Nous avions relaté dans notre « LETTRE » de la semaine dernière la rencontre avec les ambassadeurs européens en poste à Madrid du Lehendakari (président de la Communauté autonome basque) qui avait demandé de progresser dans la reconnaissance juridico-politique des réalités nationales basque et catalane en consultant les habitants sur leur avenir, si les institutions parlementaires en décident ainsi.
Au cours de cette réunion, Iñigo Urkullu avait également fait référence à la mise à jour « positive » du « Concierto economico » basque (accord économique avec l’Etat central) « après une décennie de désaccords », ce qui n’avait pas manqué de « renforcer la nature bilatérale des relations » (autonomie/Etat central, ndlr), « clé de voûte » de l'autonomie basque et fondement des relations entre le Pays Basque et Madrid « dans le respect et la reconnaissance mutuelle (…) Le caractère bilatéral signifie que personne ne peut imposer sa position à l'autre partie », avait-il déclaré, en rappelant que « ce système de relations bilatérales, enraciné dans l'histoire depuis 1878, était resté en vigueur depuis lors, à la seule exception des provinces de Gipuzkoa et de Biscaye pendant le gouvernement de Franco ».
A ce propos, il n’est pas inutile de revenir sur les « conciertos economicos », ce statut particulier régissant les rapports fiscaux, économiques et financiers entre Euskadi et l’Etat central madrilène, que j’avais un jour évoqué au cours d’un entretien avec Pako Arizmendi, chef d’une entreprise (imprimerie) à Saint-Jean-Pied-de-Port (dont il est conseiller municipal) et président de l’Ipar Buru Batzar (exécutif régional) du Parti Nationaliste Basque (PNV).
Effectivement, en Pays Basque Sud (Communauté autonome d’Euskadi), il y a un gouvernement avec des pouvoirs réels, alors que du côté français, le pouvoir de la région est beaucoup plus limité, ce qui empêche, peut-être, certains projets d’aboutir, en raison de types de gouvernance très différents.
Car, on n’a pas idée, chez nous, de la capacité de décision d’un gouvernement autonome comme celui d’Euskadi qui prélève lui-même l’impôt dont la plus grande partie reste sur place…
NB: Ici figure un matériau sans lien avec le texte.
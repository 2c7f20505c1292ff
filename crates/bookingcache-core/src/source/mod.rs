//! Fetch sources for fresh booking data.
//!
//! A `BookingSource` is an opaque async provider: it may be slow and it may
//! fail. Timeouts belong to the source; the orchestrator never imposes one
//! and never retries.

pub mod file;
pub mod http;

use async_trait::async_trait;

use crate::error::BookingError;
use crate::models::BookingRecord;

pub use file::FileBookingSource;
pub use http::HttpBookingSource;

#[async_trait]
pub trait BookingSource: Send + Sync {
    async fn fetch_booking(&self) -> Result<BookingRecord, BookingError>;
}
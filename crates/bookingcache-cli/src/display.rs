//! Plain-text rendering of booking data for the terminal.

use bookingcache_core::{BookingRecord, BookingSnapshot, CacheEntry};

/// Truncate a string to a maximum length, adding ellipsis if needed
pub fn truncate_string(s: &str, max_len: usize) -> String {
    if s.chars().count() <= max_len {
        s.to_string()
    } else if max_len <= 3 {
        s.chars().take(max_len).collect()
    } else {
        let truncated: String = s.chars().take(max_len - 3).collect();
        format!("{}...", truncated)
    }
}

pub fn format_booking(record: &BookingRecord) -> String {
    let mut lines = vec![
        format!("Ship reference: {}", record.ship_reference),
        format!("Ship token:     {}", truncate_string(&record.ship_token, 24)),
        format!(
            "Ticket check:   {}",
            if record.can_issue_ticket_checking { "yes" } else { "no" }
        ),
        format!("Duration:       {}", record.duration_display()),
    ];
    if let Some(expiry) = record.expiry_time() {
        lines.push(format!("Expires:        {}", expiry.format("%Y-%m-%d %H:%M UTC")));
    }
    lines.push(format!("Segments ({}):", record.segments.len()));
    for segment in &record.segments {
        lines.push(format!("  #{} {}", segment.id, segment.route.summary()));
    }
    lines.join("\n")
}

pub fn format_snapshot(snapshot: &BookingSnapshot) -> String {
    let mut out = String::new();
    if let Some(ref record) = snapshot.record {
        out.push_str(&format_booking(record));
        out.push('\n');
    }
    out.push_str(&snapshot.status_description());
    out
}

pub fn format_cache_status(entry: Option<&CacheEntry>, valid: bool) -> String {
    match entry {
        Some(entry) => format!(
            "Cache: {} (cached {}{}{})",
            if valid { "valid" } else { "needs refresh" },
            entry.age_display(),
            if entry.is_stale() { ", stale" } else { "" },
            if entry.is_expired() { ", expired" } else { "" },
        ),
        None => "Cache: empty".to_string(),
    }
}
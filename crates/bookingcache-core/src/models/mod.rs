//! Data models for booking entities.
//!
//! - `BookingRecord`: ship reference, ticket flags, duration and segments
//! - `Segment`, `OriginDestinationPair`, `Location`: the travel legs

pub mod booking;

pub use booking::{BookingRecord, Location, OriginDestinationPair, Segment};
//! Demo fetch source.
//!
//! Serves the bundled sample booking after a short delay, fails roughly one
//! request in ten, and randomizes a few fields so refreshes are visible.

use std::time::Duration;

use async_trait::async_trait;
use chrono::Utc;
use rand::Rng;
use tracing::debug;

use bookingcache_core::{BookingError, BookingRecord, BookingSource};

/// Sample payload bundled into the binary
const SAMPLE_BOOKING: &str = include_str!("../data/booking.json");

/// Characters used for generated ship tokens
const TOKEN_CHARSET: &[u8] = b"ABCDEFGHIJKLMNOPQRSTUVWXYZ0123456789";

const TOKEN_LENGTH: usize = 15;

/// Generated bookings expire one hour after they are served.
const EXPIRY_OFFSET_SECS: i64 = 3600;

/// Maximum random adjustment applied to the duration, in minutes.
const DURATION_JITTER: i64 = 100;

pub struct DemoBookingSource {
    delay: Duration,
    /// One fetch in this many fails; 0 never fails
    failure_one_in: u32,
}

impl DemoBookingSource {
    pub fn new(delay: Duration, failure_one_in: u32) -> Self {
        Self {
            delay,
            failure_one_in,
        }
    }

    fn should_fail(&self, rng: &mut impl Rng) -> bool {
        self.failure_one_in > 0 && rng.gen_ratio(1, self.failure_one_in)
    }

    fn random_token(rng: &mut impl Rng) -> String {
        (0..TOKEN_LENGTH)
            .map(|_| TOKEN_CHARSET[rng.gen_range(0..TOKEN_CHARSET.len())] as char)
            .collect()
    }
}

impl Default for DemoBookingSource {
    fn default() -> Self {
        Self::new(Duration::from_millis(500), 10)
    }
}

#[async_trait]
impl BookingSource for DemoBookingSource {
    async fn fetch_booking(&self) -> Result<BookingRecord, BookingError> {
        tokio::time::sleep(self.delay).await;

        // ThreadRng is not Send, keep it out of the await points
        let fail = self.should_fail(&mut rand::thread_rng());
        if fail {
            return Err(BookingError::Network("Simulated network error".to_string()));
        }

        let base: BookingRecord = serde_json::from_str(SAMPLE_BOOKING)
            .map_err(|e| BookingError::Parsing(e.to_string()))?;

        let mut rng = rand::thread_rng();
        let record = BookingRecord {
            ship_token: Self::random_token(&mut rng),
            can_issue_ticket_checking: rng.gen_bool(0.5),
            expiry_timestamp: (Utc::now().timestamp() + EXPIRY_OFFSET_SECS).to_string(),
            duration_minutes: base.duration_minutes
                + rng.gen_range(-DURATION_JITTER..=DURATION_JITTER),
            ..base
        };
        debug!(ship_token = %record.ship_token, "Demo source produced booking");
        Ok(record)
    }
}

#[cfg(test)]
mod tests {
    use super::*;

    #[tokio::test]
    async fn test_demo_source_randomizes_fields() {
        let source = DemoBookingSource::new(Duration::ZERO, 0);
        let record = source.fetch_booking().await.unwrap();

        assert_eq!(record.ship_reference, "ABCDEF");
        assert_eq!(record.segments.len(), 3);
        assert_eq!(record.ship_token.len(), TOKEN_LENGTH);
        assert!((2430 - DURATION_JITTER..=2430 + DURATION_JITTER).contains(&record.duration_minutes));
        assert!(record.expiry_time().unwrap() > Utc::now());
    }

    #[tokio::test]
    async fn test_demo_source_always_fails_one_in_one() {
        let source = DemoBookingSource::new(Duration::ZERO, 1);
        assert_eq!(
            source.fetch_booking().await,
            Err(BookingError::Network("Simulated network error".to_string()))
        );
    }

    #[test]
    fn test_zero_failure_rate_never_fails() {
        let source = DemoBookingSource::new(Duration::ZERO, 0);
        let mut rng = rand::thread_rng();
        assert!((0..1000).all(|_| !source.should_fail(&mut rng)));
    }
}
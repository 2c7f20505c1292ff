use chrono::{DateTime, Utc};
use serde::{Deserialize, Serialize};

use crate::models::BookingRecord;

/// Consider a cache entry stale five minutes after it was written.
/// Stale entries are still served but trigger a background refresh.
pub const STALE_THRESHOLD_SECONDS: f64 = 300.0;

/// Current wall-clock time as fractional epoch seconds.
pub fn now_epoch_seconds() -> f64 {
    Utc::now().timestamp_micros() as f64 / 1_000_000.0
}

/// A booking record plus the metadata needed to judge its freshness.
///
/// Freshness is never stored: `is_expired` and `is_stale` are recomputed
/// from the clock on every call.
#[derive(Debug, Clone, PartialEq, Serialize, Deserialize)]
pub struct CacheEntry {
    pub record: BookingRecord,
    pub cached_at: f64,
    pub expires_at: f64,
}

impl CacheEntry {
    /// Wrap a record, stamping it with the current time.
    pub fn new(record: BookingRecord) -> Self {
        Self::at(record, now_epoch_seconds())
    }

    /// Wrap a record as if cached at `cached_at`.
    ///
    /// The hard expiry adds `duration_minutes` to the timestamp as a number
    /// of *seconds*. This mirrors the upstream service's unit convention and
    /// is kept until the product side confirms minutes were intended.
    pub fn at(record: BookingRecord, cached_at: f64) -> Self {
        let expires_at = cached_at + record.duration_minutes as f64;
        Self {
            record,
            cached_at,
            expires_at,
        }
    }

    pub fn is_expired(&self) -> bool {
        self.is_expired_at(now_epoch_seconds())
    }

    pub fn is_expired_at(&self, now: f64) -> bool {
        now > self.expires_at
    }

    pub fn is_stale(&self) -> bool {
        self.is_stale_at(now_epoch_seconds())
    }

    pub fn is_stale_at(&self, now: f64) -> bool {
        now - self.cached_at > STALE_THRESHOLD_SECONDS
    }

    /// Neither expired nor stale.
    pub fn is_fresh(&self) -> bool {
        let now = now_epoch_seconds();
        !self.is_expired_at(now) && !self.is_stale_at(now)
    }

    /// The write time as a UTC timestamp.
    pub fn cached_at_time(&self) -> DateTime<Utc> {
        let micros = (self.cached_at * 1_000_000.0).round() as i64;
        DateTime::from_timestamp_micros(micros).unwrap_or_default()
    }

    pub fn age_minutes(&self) -> i64 {
        ((now_epoch_seconds() - self.cached_at) / 60.0).floor() as i64
    }

    pub fn age_display(&self) -> String {
        let minutes = self.age_minutes();
        if minutes < 1 {
            // Also covers clock skew
            "just now".to_string()
        } else if minutes < 60 {
            format!("{}m ago", minutes)
        } else if minutes < 1440 {
            format!("{}h ago", minutes / 60)
        } else {
            format!("{}d ago", minutes / 1440)
        }
    }
}

#[cfg(test)]
mod tests {
    use super::*;

    fn record(duration_minutes: i64) -> BookingRecord {
        BookingRecord {
            ship_reference: "ABCDEF".to_string(),
            ship_token: "TOKEN".to_string(),
            can_issue_ticket_checking: false,
            expiry_timestamp: "1722409261".to_string(),
            duration_minutes,
            segments: Vec::new(),
        }
    }

    #[test]
    fn test_expiry_adds_duration_as_seconds() {
        let entry = CacheEntry::at(record(2430), 1_000.0);
        assert_eq!(entry.expires_at, 3_430.0);
    }

    #[test]
    fn test_fresh_entry() {
        let entry = CacheEntry::new(record(2430));
        assert!(!entry.is_expired());
        assert!(!entry.is_stale());
        assert!(entry.is_fresh());
        assert_eq!(entry.age_display(), "just now");
    }

    #[test]
    fn test_stale_but_not_expired() {
        let now = now_epoch_seconds();
        let mut entry = CacheEntry::at(record(0), now - 400.0);
        entry.expires_at = now + 1_000.0;
        assert!(entry.is_stale_at(now));
        assert!(!entry.is_expired_at(now));
        assert!(!entry.is_fresh());
    }

    #[test]
    fn test_stale_boundary() {
        let entry = CacheEntry::at(record(10_000), 0.0);
        assert!(!entry.is_stale_at(300.0));
        assert!(entry.is_stale_at(300.5));
    }

    #[test]
    fn test_expired() {
        let entry = CacheEntry::at(record(60), 0.0);
        assert!(!entry.is_expired_at(60.0));
        assert!(entry.is_expired_at(61.0));
    }

    #[test]
    fn test_age_display() {
        let now = now_epoch_seconds();
        assert_eq!(CacheEntry::at(record(0), now - 5.0 * 60.0 - 1.0).age_display(), "5m ago");
        assert_eq!(CacheEntry::at(record(0), now - 2.0 * 3600.0 - 1.0).age_display(), "2h ago");
        assert_eq!(CacheEntry::at(record(0), now - 3.0 * 86400.0 - 1.0).age_display(), "3d ago");
    }

    #[test]
    fn test_cached_at_time() {
        let entry = CacheEntry::at(record(0), 1_722_409_261.5);
        assert_eq!(entry.cached_at_time().timestamp(), 1_722_409_261);
        assert_eq!(entry.cached_at_time().timestamp_subsec_millis(), 500);
    }
}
- … En vertu des « Conciertos economicos » qui soumettent à une négociation renouvelée chaque année la part – très modeste – que le gouvernement d’Euskadi reverse à celui de Madrid, en fonction des compétences « régaliennes » de ce dernier : par exemple, la sécurité sociale, le Chef de l’Etat (le roi), les transports, les Affaires Etrangères, les Forces Armées, etc… (Dans le système basque des conciertos économicos, c’est la Diputacion /sorte de Conseil départemental ou provincial/ qui collecte les impôts. Ensuite, elle négocie avec l’Etat la partie des impôts qu’elle lui reverse : il y a un pourcentage qui revient au gouvernement basque, une partie revient en propre à la Diputacion, et le restant est distribué entre les mairies de chaque province). Les gens sont stupéfiés quand je leur dis que le budget de la Communauté autonome d’Euskadi (Navarre non comprise) équivaut à dix fois celui de l’Aquitaine ! Ainsi, la proximité, c’est quelque chose de très important pour le développement économique : on n’a pas besoin de demander l’autorisation à Madrid, les décisions prises sur place sont beaucoup plus rapides, donc efficaces.
- On le voit pour les infrastructures – les routes en excellent état dès qu’on passe l’ancienne frontière…
-… Car, il y a là-bas une « puissance de feu » très importante : une statistique récente place Euskadi largement en tête pour la consommation – avant Madrid – ce qui indique un certain niveau de richesse ; quant au chômage, certes, les Basques du Sud ont subi la crise économique, comme partout, mais ils sont en train de revenir progressivement à la situation antérieure, en 2007, lorsqu’ils connaissaient pratiquement le plein-emploi, à 4% de chômeurs. On voit ainsi l’importance de gérer soi-même son économie, son « histoire », c’est d’ailleurs notre « credo » au PNB.
- Et il y a l’exemple du Guggenheim de Bilbao financé par le gouvernement basque contre l’avis de Madrid qui craignait une concurrence avec le musée « Reina Sofia » : on voit le résultat, les milliers d’emplois induits et la « résurrection » de Bilbao.
- Entre autres, et à la fin de l’époque des hauts-fourneaux, ils ont revu toute l’économie en mettant en place le système des clusters ; en résumé, ils ont opéré une extraordinaire renaissance de l’économie de Bilbao sous l’administration de maires du PNV qui sont à même, avec l’aide du gouvernement basque, de prendre rapidement les décisions qui s’imposent en donnant une priorité aux performances économiques, car ils savent que c’est le nerf de la guerre.